Sergeant First Class Elmelindo Rodrigues Smith (July 27, 1935 – February 16, 1967) was a United States Army soldier, of Hispanic-Asian descent, who was posthumously awarded the Medal of Honor for his actions in the Vietnam War. Despite being severely wounded, Smith inspired his men to beat back an enemy assault.

Early years
Smith, an American of Hispanic/Asian descent, was born in Wahiawa, a town located in the center of Oahu Island in the County of Honolulu, Hawaii. There he received his primary and secondary education graduating from Leilehua High School. He joined the United States Army in 1953 and was stationed in various countries overseas, among them was Okinawa.
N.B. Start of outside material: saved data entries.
// SPDX-License-Identifier: Apache-2.0
// © James Ross Ω FLYING•ROBOTS <https://github.com/flyingrobots>
//! `tagreq` command-line front end.
//!
//! Loads a symbol manifest exported by the build, runs one validation round,
//! and prints the resulting diagnostics. Exit status is non-zero when the
//! round fails, so build scripts can gate on it.

use std::fs::File;
use std::io::{self, BufReader, Write};
use std::path::{Path, PathBuf};
use std::process::ExitCode;

use anyhow::{Context, Result};
use clap::{Args, Parser, Subcommand, ValueEnum};
use serde::Serialize;
use tagreq_core::{Diagnostic, Processor, ProcessorOptions, RoundOutcome};
use tagreq_model::SymbolGraph;
use tracing::debug;
use tracing_subscriber::EnvFilter;

#[derive(Parser)]
#[command(
    name = "tagreq",
    version,
    about = "Check annotation contracts over a symbol manifest",
    disable_help_subcommand = true
)]
struct Cli {
    #[command(subcommand)]
    command: Commands,
}

#[derive(Subcommand)]
enum Commands {
    /// Validate a symbol manifest; exits 1 if any contract is violated.
    Check(CheckArgs),
    /// List the trigger tags the checker reacts to.
    Triggers(OptionArgs),
}

#[derive(Args)]
struct OptionArgs {
    /// JSON options file (`{"requires": {trigger: [tags]}, "ignore": [names]}`).
    #[arg(long)]
    config: Option<PathBuf>,

    /// Host option as KEY=VALUE (repeatable), e.g. `requires_a.Trigger=a.Tag_b.Tag`.
    #[arg(short = 'A', long = "option", value_name = "KEY=VALUE")]
    options: Vec<String>,
}

#[derive(Args)]
struct CheckArgs {
    /// Symbol manifest (JSON) for this round.
    #[arg(long)]
    symbols: PathBuf,

    #[command(flatten)]
    options: OptionArgs,

    /// Output format.
    #[arg(long, value_enum, default_value_t = Format::Text)]
    format: Format,
}

#[derive(Clone, Copy, ValueEnum)]
enum Format {
    Text,
    Json,
}

#[derive(Serialize)]
struct JsonReport<'a> {
    outcome: RoundOutcome,
    diagnostics: &'a [Diagnostic],
}

fn main() -> Result<ExitCode> {
    let cli = Cli::parse();

    tracing_subscriber::fmt()
        .with_writer(io::stderr)
        .with_env_filter(
            EnvFilter::try_from_default_env().unwrap_or_else(|_| EnvFilter::new("warn")),
        )
        .init();

    match cli.command {
        Commands::Check(args) => run_check(&args),
        Commands::Triggers(args) => run_triggers(&args),
    }
}

fn load_options(args: &OptionArgs) -> Result<ProcessorOptions> {
    let mut options = match &args.config {
        Some(path) => {
            let file = open(path)?;
            ProcessorOptions::from_reader(BufReader::new(file))
                .with_context(|| format!("failed to parse options file {}", path.display()))?
        }
        None => ProcessorOptions::default(),
    };
    options.merge(ProcessorOptions::from_args(&args.options)?);
    debug!(triggers = options.requires.len(), ignore = options.ignore.len(), "options loaded");
    Ok(options)
}

fn open(path: &Path) -> Result<File> {
    File::open(path).with_context(|| format!("failed to open {}", path.display()))
}

fn run_check(args: &CheckArgs) -> Result<ExitCode> {
    let processor = Processor::new(load_options(&args.options)?);
    let graph = SymbolGraph::from_reader(BufReader::new(open(&args.symbols)?))
        .with_context(|| format!("failed to load symbol manifest {}", args.symbols.display()))?;
    debug!(symbols = graph.len(), "manifest loaded");

    let report = processor.run(&graph);

    let mut out = io::stdout().lock();
    match args.format {
        Format::Text => {
            for diagnostic in &report.diagnostics {
                writeln!(out, "error: {}", diagnostic.message)?;
            }
        }
        Format::Json => {
            let json = JsonReport {
                outcome: report.outcome,
                diagnostics: &report.diagnostics,
            };
            serde_json::to_writer_pretty(&mut out, &json)?;
            writeln!(out)?;
        }
    }

    Ok(if report.outcome.passed() {
        ExitCode::SUCCESS
    } else {
        ExitCode::FAILURE
    })
}

fn run_triggers(args: &OptionArgs) -> Result<ExitCode> {
    let processor = Processor::new(load_options(args)?);
    let mut out = io::stdout().lock();
    for trigger in processor.supported_triggers() {
        writeln!(out, "{trigger}")?;
    }
    Ok(ExitCode::SUCCESS)
}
During his stay in Okinawa, he met a Hawaiian born WAC by the name of Jane and soon they were married. They established their home in a military post in Tacoma, Washington and had two daughters.

Vietnam War
On July 23, 1966, Smith was sent to the Republic of Vietnam and served as Platoon Sergeant of the 1st Platoon, Company C, 2nd Battalion, 8th Infantry of the 4th Infantry Division. The division conducted combat operations in the western Central Highlands along the border between Cambodia and Vietnam. The division experienced intense combat against North Vietnamese Army (NVA) regular forces in the mountains surrounding Kontum.

On February 16, 1967, Sergeant Smith was leading his platoon in a reconnaissance patrol, when suddenly it came under attack. NVA forces attacked the patrol with machinegun, mortar and rocket fire. Despite the fact that he was wounded, he coordinated a counterattack by positioning his men and distributing ammunition. He was struck by a rocket, but continued to expose himself in order to direct his men's fire upon the approaching enemy. Even though he perished from his wounds, his actions resulted in the defeat of the enemy.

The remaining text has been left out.